*BRIEF*
Copy the lines word for word. Begin at the line that contains "let excluded: BTreeSet<CellCoord>" and end with the final line of the data.

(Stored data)
+---+

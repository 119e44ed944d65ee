#![deny(
    unsafe_code,
    missing_docs,
    dead_code,
    unused_results,
    non_snake_case,
    unreachable_pub
)]

//! Pure system that pushes water out of the way of moving rigid bodies.
//!
//! Every pass removes most of the water overlapped by a moving body and
//! redistributes exactly the removed volume into open cells above the body,
//! ahead of it and behind it.

use std::{
    collections::{BTreeMap, BTreeSet},
    time::Duration,
};

use glam::Vec2;
use liquid_sandbox_core::{
    BodyId, BodyKind, BodySnapshot, BodyView, CellCoord, CellSpan, Collider, Command,
    DisplacementTuning, Event, WaterView,
};
use log::debug;

/// Velocities shorter than this are treated as zero.
const STILL_EPSILON: f32 = 1e-4;

/// Share of a cell by which collider bounds are shrunk so that edges lying
/// exactly on a cell boundary do not claim the neighbouring cell.
const BOUNDS_INSET: f32 = 1e-3;

/// Displacement coupler that tracks bodies between passes.
#[derive(Debug, Default)]
pub struct Displacement {
    tuning: DisplacementTuning,
    since_update: Duration,
    tracked: BTreeMap<BodyId, TrackedBody>,
    pending: BTreeMap<CellCoord, f32>,
}

#[derive(Clone, Copy, Debug)]
struct TrackedBody {
    last_position: Vec2,
}

impl Displacement {
    /// Creates a new displacement coupler driven by the provided tuning.
    #[must_use]
    pub fn new(tuning: DisplacementTuning) -> Self {
        Self {
            tuning,
            ..Self::default()
        }
    }

    /// Tuning currently in effect.
    #[must_use]
    pub fn tuning(&self) -> &DisplacementTuning {
        &self.tuning
    }

    /// Number of bodies observed during the last pass.
    #[must_use]
    pub fn tracked_bodies(&self) -> usize {
        self.tracked.len()
    }

    /// Emits drain and add commands for bodies moving through water.
    ///
    /// Passes run once `update_interval_ms` of simulated time has been
    /// observed through `Event::TimeAdvanced`.
    pub fn handle(
        &mut self,
        events: &[Event],
        water: WaterView<'_>,
        bodies: &BodyView,
        out: &mut Vec<Command>,
    ) {
        for event in events {
            if let Event::TimeAdvanced { dt } = event {
                self.since_update = self.since_update.saturating_add(*dt);
            }
        }

        let interval = Duration::from_millis(u64::from(self.tuning.update_interval_ms));
        if self.since_update < interval {
            return;
        }
        let elapsed = self.since_update.as_secs_f32();
        self.since_update = Duration::ZERO;

        self.tracked
            .retain(|id, _| bodies.iter().any(|body| body.id == *id));
        self.pending.clear();

        let mut displaced = 0.0;
        for body in bodies.iter() {
            let velocity = self.observe(body, elapsed);
            if !self.participates(body, velocity) {
                continue;
            }
            let Some(collider) = body.collider.as_ref() else {
                continue;
            };
            let plan = plan_displacement(
                &self.tuning,
                water,
                &self.pending,
                body.position,
                collider,
                velocity,
            );
            if plan.is_empty() {
                continue;
            }
            for (cell, amount) in plan.removals() {
                *self.pending.entry(*cell).or_insert(0.0) -= amount;
            }
            for (cell, amount) in plan.additions() {
                *self.pending.entry(*cell).or_insert(0.0) += amount;
            }
            displaced += plan.removed_total();
            plan.emit(out);
        }

        if displaced > 0.0 {
            debug!("displacement pass moved {displaced:.4} units of water");
        }
    }

    fn observe(&mut self, body: &BodySnapshot, elapsed: f32) -> Vec2 {
        let previous = self.tracked.insert(
            body.id,
            TrackedBody {
                last_position: body.position,
            },
        );
        if body.kind != BodyKind::Kinematic || body.velocity.length() > STILL_EPSILON {
            return body.velocity;
        }
        match previous {
            Some(tracked) if elapsed > 0.0 => (body.position - tracked.last_position) / elapsed,
            _ => body.velocity,
        }
    }

    fn participates(&self, body: &BodySnapshot, velocity: Vec2) -> bool {
        body.kind != BodyKind::Static
            && body.collider.is_some()
            && body.layer.intersects(self.tuning.layer_mask)
            && velocity.length() >= self.tuning.min_speed
    }
}

/// Matched water removals and additions produced for one body.
///
/// The removed and added totals always agree.
#[derive(Clone, Debug, Default, PartialEq)]
pub struct DisplacementPlan {
    removals: Vec<(CellCoord, f32)>,
    additions: Vec<(CellCoord, f32)>,
}

impl DisplacementPlan {
    /// Water taken from overlapped cells.
    #[must_use]
    pub fn removals(&self) -> &[(CellCoord, f32)] {
        &self.removals
    }

    /// Water deposited into target cells.
    #[must_use]
    pub fn additions(&self) -> &[(CellCoord, f32)] {
        &self.additions
    }

    /// Sum of all removals.
    #[must_use]
    pub fn removed_total(&self) -> f32 {
        self.removals.iter().map(|(_, amount)| amount).sum()
    }

    /// Sum of all additions.
    #[must_use]
    pub fn added_total(&self) -> f32 {
        self.additions.iter().map(|(_, amount)| amount).sum()
    }

    /// Reports whether the plan moves no water.
    #[must_use]
    pub fn is_empty(&self) -> bool {
        self.removals.is_empty()
    }

    /// Appends the world commands realising the plan.
    pub fn emit(&self, out: &mut Vec<Command>) {
        for (cell, amount) in &self.removals {
            out.push(Command::DrainWater {
                cell: *cell,
                amount: *amount,
            });
        }
        for (cell, amount) in &self.additions {
            out.push(Command::AddWater {
                cell: *cell,
                amount: *amount,
            });
        }
    }
}

/// Computes the displacement caused by a collider at `position` moving with `velocity`.
///
/// `pending` holds per-cell deltas already promised earlier in the same pass
/// and is layered over `water` when reading amounts and headroom.
#[must_use]
pub fn plan_displacement(
    tuning: &DisplacementTuning,
    water: WaterView<'_>,
    pending: &BTreeMap<CellCoord, f32>,
    position: Vec2,
    collider: &Collider,
    velocity: Vec2,
) -> DisplacementPlan {
    let geometry = water.geometry();
    let bounds = collider
        .bounds(position)
        .expanded(-geometry.cell_size() * BOUNDS_INSET);
    let Some(span) = geometry.cell_span(bounds) else {
        return DisplacementPlan::default();
    };
    let amount_in = |cell: CellCoord| {
        (water.water(cell) + pending.get(&cell).copied().unwrap_or(0.0)).max(0.0)
    };
    let epsilon = water.min_water();

    let footprint = footprint_cells(tuning, water, span, position, collider);
    let cell_area = geometry.cell_size() * geometry.cell_size();
    let multiplier = velocity.length().clamp(
        tuning.min_velocity_multiplier,
        tuning.max_velocity_multiplier,
    );
    let mut budget = collider.area() / cell_area * multiplier * tuning.strength;

    let mut removals = Vec::new();
    for cell in &footprint {
        if budget <= 0.0 {
            break;
        }
        let held = amount_in(*cell);
        if held <= 0.0 {
            continue;
        }
        let mut removed = (held * tuning.removal_fraction).min(budget);
        if held - removed < epsilon {
            removed = held;
        }
        budget -= removed;
        removals.push((*cell, removed));
    }
    let removed_total: f32 = removals.iter().map(|(_, amount)| amount).sum();
    if removed_total <= 0.0 {
        return DisplacementPlan::default();
    }

    let targets = target_cells(tuning, water, span, &footprint, velocity);
    let mut additions = Vec::new();
    if !targets.is_empty() {
        let share = removed_total / targets.len() as f32;
        for cell in targets {
            let headroom = (water.max_water() - amount_in(cell)).max(0.0);
            let added = share.min(headroom);
            if added > 0.0 {
                additions.push((cell, added));
            }
        }
    }

    let added_total: f32 = additions.iter().map(|(_, amount)| amount).sum();
    let mut refund = removed_total - added_total;
    for (_, amount) in removals.iter_mut().rev() {
        if refund <= 0.0 {
            break;
        }
        let returned = refund.min(*amount);
        *amount -= returned;
        refund -= returned;
    }
    removals.retain(|(_, amount)| *amount > 0.0);

    DisplacementPlan {
        removals,
        additions,
    }
}

/// Open wet cells whose interior sample points fall inside the collider.
fn footprint_cells(
    tuning: &DisplacementTuning,
    water: WaterView<'_>,
    span: CellSpan,
    position: Vec2,
    collider: &Collider,
) -> Vec<CellCoord> {
    let geometry = water.geometry();
    let samples = tuning.samples_per_cell.max(1);
    let step = geometry.cell_size() / samples as f32;
    span.cells()
        .filter(|cell| water.is_open(*cell) && water.water(*cell) > 0.0)
        .filter(|cell| {
            let corner = geometry.cell_bounds(*cell).min();
            (0..samples).any(|column| {
                (0..samples).any(|row| {
                    let point = corner
                        + Vec2::new((column as f32 + 0.5) * step, (row as f32 + 0.5) * step);
                    collider.contains_point(position, point)
                })
            })
        })
        .collect()
}

/// Open cells receiving displaced water, in deterministic order.
fn target_cells(
    tuning: &DisplacementTuning,
    water: WaterView<'_>,
    span: CellSpan,
    footprint: &[CellCoord],
    velocity: Vec2,
) -> Vec<CellCoord> {
    let geometry = water.geometry();
    let excluded: BTreeSet<CellCoord> = footprint.iter().copied().collect();
    let mut targets = BTreeSet::new();
    let mut consider = |column: i32, row: i32| -> bool {
        let Some(cell) = geometry.cell_from_signed(column, row) else {
            return false;
        };
        if !water.is_open(cell) {
            return false;
        }
        if !excluded.contains(&cell) {
            let _ = targets.insert(cell);
        }
        true
    };

    let min_column = span.min_column as i32;
    let max_column = span.max_column as i32;
    let min_row = span.min_row as i32;
    let max_row = span.max_row as i32;

    for column in min_column..=max_column {
        for offset in 1..=tuning.upward_cells as i32 {
            if !consider(column, max_row + offset) {
                break;
            }
        }
    }

    let direction = if velocity.x > STILL_EPSILON {
        1
    } else if velocity.x < -STILL_EPSILON {
        -1
    } else {
        0
    };
    let (ahead, behind) = match direction {
        1 => (vec![1], vec![-1]),
        -1 => (vec![-1], vec![1]),
        _ => (Vec::new(), vec![-1, 1]),
    };

    for side in ahead {
        let edge = if side > 0 { max_column } else { min_column };
        for offset in 1..=tuning.forward_width as i32 {
            for row in min_row..min_row + tuning.forward_height as i32 {
                let _ = consider(edge + side * offset, row);
            }
        }
    }
    for side in behind {
        let edge = if side > 0 { max_column } else { min_column };
        for offset in 1..=tuning.opposite_cells as i32 {
            let _ = consider(edge + side * offset, min_row);
        }
    }

    targets.into_iter().collect()
}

+---+

*FINAL ANSWER*
    let excluded: BTreeSet<CellCoord> = footprint.iter().copied().collect();
    let mut targets = BTreeSet::new();
    let mut consider = |column: i32, row: i32| -> bool {
        let Some(cell) = geometry.cell_from_signed(column, row) else {
            return false;
        };
        if !water.is_open(cell) {
            return false;
        }
        if !excluded.contains(&cell) {
            let _ = targets.insert(cell);
        }
        true
    };

    let min_column = span.min_column as i32;
    let max_column = span.max_column as i32;
    let min_row = span.min_row as i32;
    let max_row = span.max_row as i32;

    for column in min_column..=max_column {
        for offset in 1..=tuning.upward_cells as i32 {
            if !consider(column, max_row + offset) {
                break;
            }
        }
    }

    let direction = if velocity.x > STILL_EPSILON {
        1
    } else if velocity.x < -STILL_EPSILON {
        -1
    } else {
        0
    };
    let (ahead, behind) = match direction {
        1 => (vec![1], vec![-1]),
        -1 => (vec![-1], vec![1]),
        _ => (Vec::new(), vec![-1, 1]),
    };

    for side in ahead {
        let edge = if side > 0 { max_column } else { min_column };
        for offset in 1..=tuning.forward_width as i32 {
            for row in min_row..min_row + tuning.forward_height as i32 {
                let _ = consider(edge + side * offset, row);
            }
        }
    }
    for side in behind {
        let edge = if side > 0 { max_column } else { min_column };
        for offset in 1..=tuning.opposite_cells as i32 {
            let _ = consider(edge + side * offset, min_row);
        }
    }

    targets.into_iter().collect()
}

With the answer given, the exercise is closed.